Water and willpower kept fasting Mahatma in form

It’s always interesting to see from foreign eyes an event as headline grabbing as Gandhi’s last fast against the Raj in 1943.

“Midway through his ordeal the act of drinking water exhausted him,” Time magazine reported on the 73-year-old Mahatma’s 21-day fast. “A panel of nine doctors announced that Gandhi’s ‘uremic condition deepens and if his fast is not ended without delay it may be too late to save his life’. He was too far gone for blood transfusions or glucose injections to be of help. Government bulletins prepared Indians for news of his death. Only a body and a will that have survived a lifetime of fasts and jailings kept Gandhi alive.”

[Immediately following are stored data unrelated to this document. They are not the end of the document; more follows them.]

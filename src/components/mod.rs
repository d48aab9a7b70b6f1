//! UI components built with Leptos.
//!
//! - [`router`] - application routing (main entry point)
//! - [`navbar`] - site navbar with search, filters, and notifications
//! - [`home`] - landing page sections (hero, showcase, stats, testimonials)
//! - [`playground`] - customizer playground (theme/variant/layout/framework)
//! - [`stack`] - ready-to-use navbar playground
//! - [`export`] - copy/download controls shared by both playgrounds
//! - [`icons`] - centralized icon definitions

pub mod export;
pub mod footer;
pub mod home;
pub mod icons;
pub mod navbar;
pub mod playground;
pub mod router;
pub mod stack;

pub use router::AppRouter;
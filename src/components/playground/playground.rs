//! Customizer playground page.
//!
//! One [`Selection`] signal is the single source of truth: the controls
//! write it, the preview and code panel both derive from it, so they can
//! never disagree.

use leptos::prelude::*;

use navstack_core::playground::Selection;

use super::code_panel::CodePanel;
use super::controls::Controls;
use super::preview::Preview;

stylance::import_crate_style!(css, "src/components/playground/playground.module.css");

#[derive(Clone, Copy, PartialEq, Eq)]
enum Tab {
    Preview,
    Code,
}

#[component]
pub fn Playground() -> impl IntoView {
    let selection = RwSignal::new(Selection::default());
    let tab = RwSignal::new(Tab::Preview);

    let tab_class = move |this: Tab| {
        move || {
            if tab.get() == this {
                format!("{} {}", css::tab, css::tabActive)
            } else {
                css::tab.to_string()
            }
        }
    };

    view! {
        <section class=css::page>
            <header class=css::header>
                <h1 class=css::title>"Navbar Playground"</h1>
                <p class=css::subtitle>
                    "Pick a style, watch the preview, export the code."
                </p>
            </header>
            <div class=css::workspace>
                <Controls selection=selection />
                <div class=css::stage>
                    <div class=css::tabs>
                        <button class=tab_class(Tab::Preview) on:click=move |_| tab.set(Tab::Preview)>
                            "Preview"
                        </button>
                        <button class=tab_class(Tab::Code) on:click=move |_| tab.set(Tab::Code)>
                            "Code"
                        </button>
                    </div>
                    {move || match tab.get() {
                        Tab::Preview => view! { <Preview selection=selection /> }.into_any(),
                        Tab::Code => view! { <CodePanel selection=selection /> }.into_any(),
                    }}
                </div>
            </div>
        </section>
    }
}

Fasting came easy to Gandhi. He went on protest or ‘purification’ fasts 17 times in his life, say the ultimate trivia collectors, David Wallechinsky and Irving Wallace in The People’s Almanac. The tradition started with his first famous fast from March 15, 1918, which made Ahmedabad mill owners, who’d declared a lockout, rush to the negotiating table and seal a settlement with the striking workers whom Gandhi led. It was over by March 18 – a short and successful fast, which, ironically, was provoked by the locked-out mill workers reproaching Gandhi for not understanding how it was like to go hungry.

Gandhi had grown up seeing his mother keeping long and exacting ritual fasts, and his own attitude towards food must have conditioned him for protest fasts, which he saw as the “truest prayer” that “crucified the flesh” and to that extent “liberated the soul”. The Mahatma had once said about food, “Experience has taught me that it was wrong to have dwelt upon the relish of food. One should eat not in order to please the palate, but to keep the body going.” Many have used fasting as a political weapon, from Bobby Sands, Provisional Irish Republican Army volunteer and MP who died in prison on the 66th day of his protest fast in 1981, to prisoners at Guantanamo Bay, but few in human history mastered the art of keeping “the body going” as well as Gandhi. Water, “with or without salts and sour limes” (as he pointed out in an article in his newspaper, Harijan, on January 18, 1948), was the only luxury he allowed himself when kept protest fasts.

The Mahatma had perfected a routine for long fasts. Before going on one, he would have lemon juice and honey with warm water. He would keep having water, occasionally with salt or lemon juice, through the day, no matter how nauseous or weak he felt. To minimise the loss of energy, he would sleep more than usual. And as Time magazine reported in 1943, “Each morning the Mahatma was wheeled on his bed to a palace bathroom to be shaved and washed. He was massaged twice daily, had mud packs placed on his head. He was given occasional enemas.” (The “palace” was Pune’s Aga Khan Palace, where he was under detention.) The custodians of medical wisdom will advice you not to keep a fast with only water as your nutrient.

Have plenty of fresh fruit and raw vegetable juices, they say, because they’re easy to digest and have all the nutrients you need. Gandhi, though, followed his own wisdom and it seemed to work.